• _Problem description_:
Within the listing below, locate all lines containing the word "CreateUser". Copy each one.

[Opening Task input section]

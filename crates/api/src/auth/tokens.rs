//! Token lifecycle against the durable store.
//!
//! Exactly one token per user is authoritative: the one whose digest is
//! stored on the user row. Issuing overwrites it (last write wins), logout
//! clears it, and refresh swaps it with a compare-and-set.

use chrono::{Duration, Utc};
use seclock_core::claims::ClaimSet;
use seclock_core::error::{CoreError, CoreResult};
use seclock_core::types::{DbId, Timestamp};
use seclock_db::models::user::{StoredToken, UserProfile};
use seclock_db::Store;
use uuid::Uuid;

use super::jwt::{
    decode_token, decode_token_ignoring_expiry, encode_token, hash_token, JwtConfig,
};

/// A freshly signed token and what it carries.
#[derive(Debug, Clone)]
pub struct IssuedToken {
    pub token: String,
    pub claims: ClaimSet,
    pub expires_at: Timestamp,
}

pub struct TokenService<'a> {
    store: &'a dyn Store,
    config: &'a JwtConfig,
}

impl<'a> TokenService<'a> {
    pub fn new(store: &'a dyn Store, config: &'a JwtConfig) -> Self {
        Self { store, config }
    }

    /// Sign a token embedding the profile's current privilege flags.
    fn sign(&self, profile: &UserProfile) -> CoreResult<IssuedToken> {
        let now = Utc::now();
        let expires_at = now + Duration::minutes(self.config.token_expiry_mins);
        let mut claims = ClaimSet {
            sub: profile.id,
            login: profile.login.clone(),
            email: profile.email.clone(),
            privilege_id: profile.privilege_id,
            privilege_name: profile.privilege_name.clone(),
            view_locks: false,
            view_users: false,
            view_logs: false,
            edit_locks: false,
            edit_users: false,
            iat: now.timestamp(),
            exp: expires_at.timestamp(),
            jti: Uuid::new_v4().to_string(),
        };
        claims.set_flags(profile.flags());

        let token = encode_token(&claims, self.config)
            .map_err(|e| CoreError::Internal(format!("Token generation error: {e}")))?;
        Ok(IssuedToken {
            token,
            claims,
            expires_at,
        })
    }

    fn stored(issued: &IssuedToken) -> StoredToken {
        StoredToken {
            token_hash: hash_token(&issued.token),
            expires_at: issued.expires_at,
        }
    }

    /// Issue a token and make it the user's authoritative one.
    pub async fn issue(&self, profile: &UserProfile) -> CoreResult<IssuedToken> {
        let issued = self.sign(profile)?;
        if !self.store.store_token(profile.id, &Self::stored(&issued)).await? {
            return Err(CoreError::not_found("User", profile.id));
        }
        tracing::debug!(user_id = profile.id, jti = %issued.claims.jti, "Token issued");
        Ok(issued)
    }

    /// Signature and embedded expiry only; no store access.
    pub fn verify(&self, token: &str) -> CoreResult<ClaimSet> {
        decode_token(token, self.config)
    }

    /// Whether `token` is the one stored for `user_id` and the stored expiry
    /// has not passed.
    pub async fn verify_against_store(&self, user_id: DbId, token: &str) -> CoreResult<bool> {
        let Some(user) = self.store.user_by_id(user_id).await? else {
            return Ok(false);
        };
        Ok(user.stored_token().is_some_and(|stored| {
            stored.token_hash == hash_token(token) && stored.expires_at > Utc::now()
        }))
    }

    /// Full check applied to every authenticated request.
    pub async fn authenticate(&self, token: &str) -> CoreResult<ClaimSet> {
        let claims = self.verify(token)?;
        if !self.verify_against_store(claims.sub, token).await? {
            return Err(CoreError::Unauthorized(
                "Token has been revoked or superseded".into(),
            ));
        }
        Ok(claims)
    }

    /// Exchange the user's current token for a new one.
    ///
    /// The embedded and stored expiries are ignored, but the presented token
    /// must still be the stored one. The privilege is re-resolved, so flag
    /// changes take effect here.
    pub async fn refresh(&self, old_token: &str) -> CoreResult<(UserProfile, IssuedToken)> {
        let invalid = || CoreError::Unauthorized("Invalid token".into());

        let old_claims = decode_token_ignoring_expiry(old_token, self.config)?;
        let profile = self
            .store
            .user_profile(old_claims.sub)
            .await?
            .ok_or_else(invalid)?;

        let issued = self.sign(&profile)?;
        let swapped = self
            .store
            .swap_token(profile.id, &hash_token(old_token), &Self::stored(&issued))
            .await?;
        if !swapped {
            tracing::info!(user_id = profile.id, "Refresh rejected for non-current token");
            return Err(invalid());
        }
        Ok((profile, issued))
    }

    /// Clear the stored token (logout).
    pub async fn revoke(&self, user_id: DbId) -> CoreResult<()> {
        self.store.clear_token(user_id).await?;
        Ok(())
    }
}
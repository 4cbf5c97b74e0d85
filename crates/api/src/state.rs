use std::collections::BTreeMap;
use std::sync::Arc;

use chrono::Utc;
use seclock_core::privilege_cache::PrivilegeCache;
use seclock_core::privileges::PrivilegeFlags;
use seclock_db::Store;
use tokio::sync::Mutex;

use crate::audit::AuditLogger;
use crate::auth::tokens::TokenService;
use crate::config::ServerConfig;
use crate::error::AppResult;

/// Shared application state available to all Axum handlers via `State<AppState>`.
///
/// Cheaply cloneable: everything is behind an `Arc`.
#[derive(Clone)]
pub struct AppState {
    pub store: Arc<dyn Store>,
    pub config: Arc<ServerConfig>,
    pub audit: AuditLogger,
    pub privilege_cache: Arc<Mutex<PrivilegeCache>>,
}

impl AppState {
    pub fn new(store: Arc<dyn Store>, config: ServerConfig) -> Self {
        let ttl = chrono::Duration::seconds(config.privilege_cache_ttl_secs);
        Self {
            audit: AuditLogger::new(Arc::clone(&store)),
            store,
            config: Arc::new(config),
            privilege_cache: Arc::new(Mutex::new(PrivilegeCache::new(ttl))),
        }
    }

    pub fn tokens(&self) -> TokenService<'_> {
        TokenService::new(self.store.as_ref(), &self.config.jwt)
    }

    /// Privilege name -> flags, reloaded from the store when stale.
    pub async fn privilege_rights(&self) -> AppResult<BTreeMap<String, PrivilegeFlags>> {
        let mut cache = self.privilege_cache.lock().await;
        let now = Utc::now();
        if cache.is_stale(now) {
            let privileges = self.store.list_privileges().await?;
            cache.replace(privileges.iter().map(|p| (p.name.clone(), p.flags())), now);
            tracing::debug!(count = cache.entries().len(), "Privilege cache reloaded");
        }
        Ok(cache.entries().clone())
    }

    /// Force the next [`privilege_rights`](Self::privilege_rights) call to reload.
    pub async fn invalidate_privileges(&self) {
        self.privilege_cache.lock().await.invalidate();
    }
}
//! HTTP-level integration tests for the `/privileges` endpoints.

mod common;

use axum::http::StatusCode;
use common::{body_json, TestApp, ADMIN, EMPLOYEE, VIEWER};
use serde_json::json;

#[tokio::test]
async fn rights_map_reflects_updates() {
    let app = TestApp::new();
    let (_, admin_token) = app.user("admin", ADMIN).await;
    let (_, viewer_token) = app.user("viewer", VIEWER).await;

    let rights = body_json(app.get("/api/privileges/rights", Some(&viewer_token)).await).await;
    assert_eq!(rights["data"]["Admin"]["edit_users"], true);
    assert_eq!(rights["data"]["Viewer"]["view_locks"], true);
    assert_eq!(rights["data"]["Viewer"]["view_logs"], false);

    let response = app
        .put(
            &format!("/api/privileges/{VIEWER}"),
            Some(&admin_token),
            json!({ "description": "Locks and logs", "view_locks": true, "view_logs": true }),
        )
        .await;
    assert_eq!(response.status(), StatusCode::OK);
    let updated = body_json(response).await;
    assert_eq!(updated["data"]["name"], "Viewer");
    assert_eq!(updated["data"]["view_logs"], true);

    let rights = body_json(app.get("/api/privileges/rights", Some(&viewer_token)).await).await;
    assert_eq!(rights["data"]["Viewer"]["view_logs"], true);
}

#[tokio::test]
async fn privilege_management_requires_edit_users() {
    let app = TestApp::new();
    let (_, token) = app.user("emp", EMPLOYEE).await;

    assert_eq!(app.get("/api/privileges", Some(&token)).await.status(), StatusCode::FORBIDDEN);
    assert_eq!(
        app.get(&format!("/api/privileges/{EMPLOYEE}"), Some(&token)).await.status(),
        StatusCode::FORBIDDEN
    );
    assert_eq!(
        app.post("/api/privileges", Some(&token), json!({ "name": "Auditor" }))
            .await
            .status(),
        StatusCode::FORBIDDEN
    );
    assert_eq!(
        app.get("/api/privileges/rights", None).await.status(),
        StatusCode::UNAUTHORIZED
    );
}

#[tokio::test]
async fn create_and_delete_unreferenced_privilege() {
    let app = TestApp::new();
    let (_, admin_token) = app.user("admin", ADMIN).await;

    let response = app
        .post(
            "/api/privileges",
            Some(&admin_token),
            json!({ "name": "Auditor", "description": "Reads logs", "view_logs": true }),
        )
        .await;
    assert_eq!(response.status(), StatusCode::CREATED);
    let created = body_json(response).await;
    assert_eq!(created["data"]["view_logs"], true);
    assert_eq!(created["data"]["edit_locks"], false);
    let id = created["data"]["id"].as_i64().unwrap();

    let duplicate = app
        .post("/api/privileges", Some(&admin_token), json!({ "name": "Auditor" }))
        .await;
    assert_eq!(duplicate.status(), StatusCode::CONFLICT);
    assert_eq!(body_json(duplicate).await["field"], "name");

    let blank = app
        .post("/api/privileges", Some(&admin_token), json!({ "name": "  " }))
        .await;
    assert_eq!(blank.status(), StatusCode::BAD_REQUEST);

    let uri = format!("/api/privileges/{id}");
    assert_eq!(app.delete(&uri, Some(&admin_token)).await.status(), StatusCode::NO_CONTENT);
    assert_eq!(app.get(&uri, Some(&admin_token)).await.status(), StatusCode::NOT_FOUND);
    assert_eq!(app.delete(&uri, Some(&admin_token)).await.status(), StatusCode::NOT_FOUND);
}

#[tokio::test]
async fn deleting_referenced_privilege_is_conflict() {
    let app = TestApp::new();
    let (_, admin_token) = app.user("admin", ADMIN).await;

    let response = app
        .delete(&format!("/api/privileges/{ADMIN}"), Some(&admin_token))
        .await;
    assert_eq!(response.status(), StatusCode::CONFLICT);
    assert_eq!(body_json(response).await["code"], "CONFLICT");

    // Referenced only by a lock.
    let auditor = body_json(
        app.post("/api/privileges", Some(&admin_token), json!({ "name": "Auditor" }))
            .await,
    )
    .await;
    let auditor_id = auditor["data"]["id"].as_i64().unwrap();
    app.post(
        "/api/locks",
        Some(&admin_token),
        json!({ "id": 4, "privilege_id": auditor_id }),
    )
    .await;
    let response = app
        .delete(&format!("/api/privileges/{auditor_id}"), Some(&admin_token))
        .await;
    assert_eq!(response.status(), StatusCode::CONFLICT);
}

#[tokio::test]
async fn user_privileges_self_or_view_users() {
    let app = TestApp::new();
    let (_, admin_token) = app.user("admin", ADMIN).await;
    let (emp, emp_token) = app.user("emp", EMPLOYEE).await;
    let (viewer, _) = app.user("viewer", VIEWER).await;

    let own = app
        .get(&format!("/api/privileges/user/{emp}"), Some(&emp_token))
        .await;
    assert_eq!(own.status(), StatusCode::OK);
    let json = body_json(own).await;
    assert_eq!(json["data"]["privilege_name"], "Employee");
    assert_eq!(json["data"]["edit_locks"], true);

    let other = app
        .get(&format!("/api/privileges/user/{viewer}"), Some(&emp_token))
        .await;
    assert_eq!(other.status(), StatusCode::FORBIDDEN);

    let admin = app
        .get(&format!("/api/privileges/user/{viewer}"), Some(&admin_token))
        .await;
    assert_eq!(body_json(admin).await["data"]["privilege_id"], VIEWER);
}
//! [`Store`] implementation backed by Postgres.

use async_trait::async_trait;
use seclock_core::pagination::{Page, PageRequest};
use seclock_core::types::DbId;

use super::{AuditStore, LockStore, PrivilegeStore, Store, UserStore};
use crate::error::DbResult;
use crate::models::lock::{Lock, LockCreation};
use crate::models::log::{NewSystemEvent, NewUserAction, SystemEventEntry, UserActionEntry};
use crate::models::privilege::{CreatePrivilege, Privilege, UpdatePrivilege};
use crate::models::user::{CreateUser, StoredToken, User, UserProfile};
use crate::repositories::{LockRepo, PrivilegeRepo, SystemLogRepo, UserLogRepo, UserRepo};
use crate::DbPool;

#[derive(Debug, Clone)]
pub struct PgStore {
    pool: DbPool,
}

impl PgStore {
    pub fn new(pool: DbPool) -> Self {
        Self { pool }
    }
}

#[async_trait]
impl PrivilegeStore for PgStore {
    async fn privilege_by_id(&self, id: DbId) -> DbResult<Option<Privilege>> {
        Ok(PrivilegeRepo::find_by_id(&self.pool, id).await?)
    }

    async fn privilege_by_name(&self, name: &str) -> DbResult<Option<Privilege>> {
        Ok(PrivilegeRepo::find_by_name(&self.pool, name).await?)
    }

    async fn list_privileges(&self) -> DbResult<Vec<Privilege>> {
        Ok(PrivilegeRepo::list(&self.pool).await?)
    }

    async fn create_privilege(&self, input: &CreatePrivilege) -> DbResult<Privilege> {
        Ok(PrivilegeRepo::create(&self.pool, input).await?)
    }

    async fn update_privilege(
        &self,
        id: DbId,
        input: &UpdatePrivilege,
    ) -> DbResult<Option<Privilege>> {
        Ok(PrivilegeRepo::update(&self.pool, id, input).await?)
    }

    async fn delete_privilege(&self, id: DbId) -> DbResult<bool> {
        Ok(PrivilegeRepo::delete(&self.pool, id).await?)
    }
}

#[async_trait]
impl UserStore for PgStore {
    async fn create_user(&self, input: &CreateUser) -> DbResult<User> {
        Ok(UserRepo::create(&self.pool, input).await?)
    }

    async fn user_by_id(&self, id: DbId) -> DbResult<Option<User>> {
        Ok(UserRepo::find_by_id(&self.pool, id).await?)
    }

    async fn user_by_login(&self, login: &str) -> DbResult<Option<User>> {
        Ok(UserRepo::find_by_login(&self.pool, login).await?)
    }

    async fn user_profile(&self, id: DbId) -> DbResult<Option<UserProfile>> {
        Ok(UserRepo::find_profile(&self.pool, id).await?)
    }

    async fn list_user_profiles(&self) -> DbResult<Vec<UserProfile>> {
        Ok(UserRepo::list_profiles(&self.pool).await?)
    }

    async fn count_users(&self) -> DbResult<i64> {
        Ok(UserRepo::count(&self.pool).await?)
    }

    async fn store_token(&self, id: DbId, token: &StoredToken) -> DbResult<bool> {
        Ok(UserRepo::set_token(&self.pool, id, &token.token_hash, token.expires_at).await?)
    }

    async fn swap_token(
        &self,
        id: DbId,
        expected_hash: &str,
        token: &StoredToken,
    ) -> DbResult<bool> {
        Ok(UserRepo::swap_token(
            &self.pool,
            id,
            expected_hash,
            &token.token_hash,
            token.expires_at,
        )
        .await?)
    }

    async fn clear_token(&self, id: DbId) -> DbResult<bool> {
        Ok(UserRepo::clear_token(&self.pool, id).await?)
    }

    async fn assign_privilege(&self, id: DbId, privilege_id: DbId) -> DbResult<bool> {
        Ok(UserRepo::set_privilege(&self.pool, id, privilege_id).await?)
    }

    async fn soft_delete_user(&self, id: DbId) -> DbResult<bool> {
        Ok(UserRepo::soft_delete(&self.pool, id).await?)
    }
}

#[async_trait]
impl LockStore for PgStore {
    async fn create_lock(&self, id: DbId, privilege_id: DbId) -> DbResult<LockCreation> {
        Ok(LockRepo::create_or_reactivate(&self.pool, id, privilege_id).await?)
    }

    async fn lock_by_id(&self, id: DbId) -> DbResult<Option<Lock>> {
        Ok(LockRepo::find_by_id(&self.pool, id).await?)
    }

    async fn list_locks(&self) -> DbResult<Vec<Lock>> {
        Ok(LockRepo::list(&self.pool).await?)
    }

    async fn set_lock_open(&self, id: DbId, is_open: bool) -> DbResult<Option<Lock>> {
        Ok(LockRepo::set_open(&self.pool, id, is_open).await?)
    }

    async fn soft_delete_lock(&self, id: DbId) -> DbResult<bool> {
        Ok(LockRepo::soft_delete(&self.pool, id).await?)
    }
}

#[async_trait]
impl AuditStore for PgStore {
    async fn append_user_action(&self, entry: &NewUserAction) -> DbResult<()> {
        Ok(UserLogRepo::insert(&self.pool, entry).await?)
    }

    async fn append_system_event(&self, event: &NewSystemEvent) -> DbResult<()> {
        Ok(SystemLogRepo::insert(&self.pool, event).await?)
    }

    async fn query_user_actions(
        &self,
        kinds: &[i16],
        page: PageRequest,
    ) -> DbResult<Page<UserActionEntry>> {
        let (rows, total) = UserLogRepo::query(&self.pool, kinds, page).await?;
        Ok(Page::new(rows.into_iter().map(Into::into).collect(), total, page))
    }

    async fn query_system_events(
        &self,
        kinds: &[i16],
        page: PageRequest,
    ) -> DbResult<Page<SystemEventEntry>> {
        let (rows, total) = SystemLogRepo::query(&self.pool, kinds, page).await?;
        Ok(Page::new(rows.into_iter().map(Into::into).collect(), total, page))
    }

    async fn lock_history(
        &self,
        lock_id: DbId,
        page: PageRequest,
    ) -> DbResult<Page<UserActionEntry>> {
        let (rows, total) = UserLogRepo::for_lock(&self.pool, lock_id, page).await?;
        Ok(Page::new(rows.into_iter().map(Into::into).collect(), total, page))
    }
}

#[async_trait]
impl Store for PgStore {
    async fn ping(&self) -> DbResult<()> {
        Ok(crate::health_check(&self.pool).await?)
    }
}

[Closing Task input section]

• _Written reply_:
use crate::models::user::{CreateUser, StoredToken, User, UserProfile};
    async fn create_user(&self, input: &CreateUser) -> DbResult<User> {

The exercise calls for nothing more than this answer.